「麻知ちゃん!ほんと助かるよ〜」
「そう言ってもらえて嬉しい。今日はお世話になるから」
麻知は野口の家にいた。普段であれば夕暮れ前に帰るのであるが、今日は夕方まで話し込みそして夕食の準備も手伝っていた。
「旦那さんが飲み会なんて珍しいね。いつもは真っ直ぐ帰ってくるって聞いてたから」
「今日は入院してた間仕事を代わってくれていた次長さんの慰労会みたい。」
「それは仕方ないね。まぁ何もないけどゆっくりしてってね麻知ちゃん」
次長の飲み会にはもちろん水萌も参加するが麻知は何も言わなかった。山城が「今日は遅れるから夕食はいいよ」というのも「はい。次長さんにきちんとお礼を言ってね」と言うくらいの余裕があるくらいだった。
「麻知ちゃん、最近顔色よくなったね」
「え?」
「なんだか最近何か抱え込んでるような気がしたから心配してたけど...」
「やっぱり滉一が入院してたからじゃないかな」
「ううん。その前からだよ...まぁでも晴れたならいいや」
まさか、透に見透かされるとは。麻知は驚いたがおくびにも出さず手を動かす。
そうこうするうちに料理は出来上がった。テーブルに沢山のおかずが並び、透は「すごーい」と感激していた。山城宅では日常でこれくらいの量を出しているのでついついやってしまった、と麻知は思った。
「ごめんね透ちゃん、作りすぎちゃった?」
「ううん。私料理麻知ちゃんほど上手じゃないから似たものばっかりになっちゃって。とても勉強になったし今日は麻知ちゃんもいるし大丈夫よ」
「ただいまー」
玄関から声がした。野口が帰ってきた。
「あ、おかえりなさーい」
透はリビングから声をかける。野口家は出迎えはしないんだ、と麻知は思った。
「お、食卓が賑やかだな...って麻知さんなんでここに!」
「今日旦那さん、慰労会だそうで麻知ちゃん一人だから私が誘ったの。」
「お邪魔してます。野口さん」
「そうでしたか。どうぞゆっくりしていってください」
「ありがとうございます」
「ほとんど麻知ちゃんが作ったんだよ!凄いでしょ」
「自分がやったみたいに言うなぁ...でもこれをほとんど...すごい」
「奥さんもちゃんと作ってましたよ」
「えっ、ちょっと麻知ちゃん!」
普段チルド食品などで済ましているので麻知に紛れて作ってみたのだが、言われてしまい透はとても恥ずかしかった。
「透の手料理か。久しぶりだな」
「久しぶりで悪かったわね」
「とても楽しみだよ」
「....//」
「見せつけてくれますね。野口さん」
「最近会社で見せつけられてるんでね。」
「べ、別に嬉しいわけじゃないんだからっ」
************
楽しい食卓だった。山城家は大した会話も生まれないので一言も発さずに食事が終わることなどザラなくらいである。

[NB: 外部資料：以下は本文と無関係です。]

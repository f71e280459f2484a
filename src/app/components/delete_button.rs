use dioxus::prelude::*;

/// Delete button with a confirmation overlay
/// Uses CSS classes: c-delete-btn, c-delete-btn__confirm-overlay, etc.
#[component]
pub fn DeleteButton(
    /// Called when deletion is confirmed
    on_confirm: EventHandler<()>,
    #[props(default = false)]
    is_loading: bool,
    /// Name shown in the confirmation prompt
    #[props(default = "this item".to_string())]
    item_label: String,
) -> Element {
    let mut show_confirm = use_signal(|| false);

    rsx! {
        div { class: "c-delete-btn__wrapper",
            button {
                class: "c-delete-btn",
                title: "Delete",
                onclick: move |evt| {
                    evt.stop_propagation();
                    show_confirm.set(true);
                },
                span { class: "c-delete-btn__icon", "🗑️" }
            }

            if *show_confirm.read() {
                div { class: "c-delete-btn__confirm-overlay",
                    span { class: "c-delete-btn__confirm-text", "Delete {item_label}?" }
                    div { class: "c-delete-btn__confirm-actions",
                        button {
                            class: "c-delete-btn__confirm-btn c-delete-btn__confirm-btn--danger",
                            disabled: is_loading,
                            onclick: move |evt| {
                                evt.stop_propagation();
                                show_confirm.set(false);
                                on_confirm.call(());
                            },
                            if is_loading { "..." } else { "Delete" }
                        }
                        button {
                            class: "c-delete-btn__confirm-btn c-delete-btn__confirm-btn--cancel",
                            onclick: move |evt| {
                                evt.stop_propagation();
                                show_confirm.set(false);
                            },
                            "Cancel"
                        }
                    }
                }
            }
        }
    }
}
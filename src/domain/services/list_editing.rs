//! Helpers the admin screens use to build the full list they bulk-replace.

use crate::domain::models::OrderedItem;

/// Replace the item with the same id, or append it
pub fn upsert_item<T: OrderedItem>(items: &[T], item: T) -> Vec<T> {
    let mut next = items.to_vec();
    match next.iter().position(|existing| existing.id() == item.id()) {
        Some(index) => next[index] = item,
        None => next.push(item),
    }
    next
}

/// Order value for an item appended at the end
pub fn next_display_order<T: OrderedItem>(items: &[T]) -> i32 {
    items
        .iter()
        .map(|item| item.display_order())
        .max()
        .unwrap_or(0)
        .saturating_add(1)
}

#[cfg(test)]
mod tests {
    use super::*;
    use crate::domain::defaults::default_services;
    use crate::domain::models::ServiceItem;

    #[test]
    fn test_upsert_replaces_in_place() {
        let services = default_services();
        let mut edited = services[1].clone();
        edited.title = "Security".to_string();

        let next = upsert_item(&services, edited);
        assert_eq!(next.len(), 4);
        assert_eq!(next[1].title, "Security");
    }

    #[test]
    fn test_upsert_appends_new() {
        let services = default_services();
        let next = upsert_item(&services, ServiceItem::new("Cloud", 5));
        assert_eq!(next.len(), 5);
        assert_eq!(next[4].title, "Cloud");
    }

    #[test]
    fn test_next_display_order() {
        assert_eq!(next_display_order::<ServiceItem>(&[]), 1);
        assert_eq!(next_display_order(&default_services()), 5);
    }

    #[test]
    fn test_next_display_order_saturates() {
        let items = vec![ServiceItem::new("last", i32::MAX)];
        assert_eq!(next_display_order(&items), i32::MAX);
    }
}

野口宅では会社でこんなことがあったとか途方もないことを話していても透は気の抜けた返事ではあるが相槌を打っていた。新婚の頃は山城もそんな話をしていたが、麻知が自分以外の話をすることが許せず無視をしていたら今のような状況となっていた。
食事が終わったあと、3人でテレビを見ていた。
「入川ちゃんほんとかわいい〜〜」
「入川さくら?」
「麻知さん、それニュースキャスターでしょ」
「麻知ちゃん、入川藍里ちゃん知らないの?神楽坂64の」
「アイドルは昔から興味なくて...」
「じゃあ、この中で知ってる娘いる?」
「うーん、あっ坪内新稲(にい)なら...」
「最近のはほんとに知らないんだねー」
「あ、そろそろ帰らないと。」
短針は8を指していた。
「もう少しいてもいいのにー」
「もしかして早く帰ってくるかもしれないから...じゃあ野口さん、透ちゃんお休みなさい」
「麻知ちゃん、お休みなさい。気をつけて帰ってねー」
「ここらへんは街灯少ないから少しだけお供しますよ」
麻知はこく、と会釈だけし一緒に路地を歩いた。
「麻知さんが山城が飲みに行くのを簡単に許すなんて驚きました。」
「今回のは仕方ありませんから...」
「会食を反故にした方の発言とは思えませんね」
「大人になったんですよ。私も」
「そう...ですか。山城のところの水萌ちゃんに良くない感情を抱いているように見えましたが、もういいのですか?」
「よからぬ気持ちなんてないですよ...ただ、夫が誤った道にそれたら正すのが妻の仕事です...
もうここで平気です」
「では、気をつけて」
「お優しいですね...透ちゃんが惚れたのも分かります。それでは…」
麻知は夜闇へと消えていった。
「彼女だけは敵に回したくないな…誤った道…か。」
野口は帰路につき玄関を開ける。すると目の前には透がいた。
「…!ただいま。」
「っ…おかえりなさい…別に宏人を待ってたわけじゃ」
「本当に素直じゃないな」
野口は透のおでこにキスをした。ただいまのチューなど一度もしたことはない。透の動きが止まる。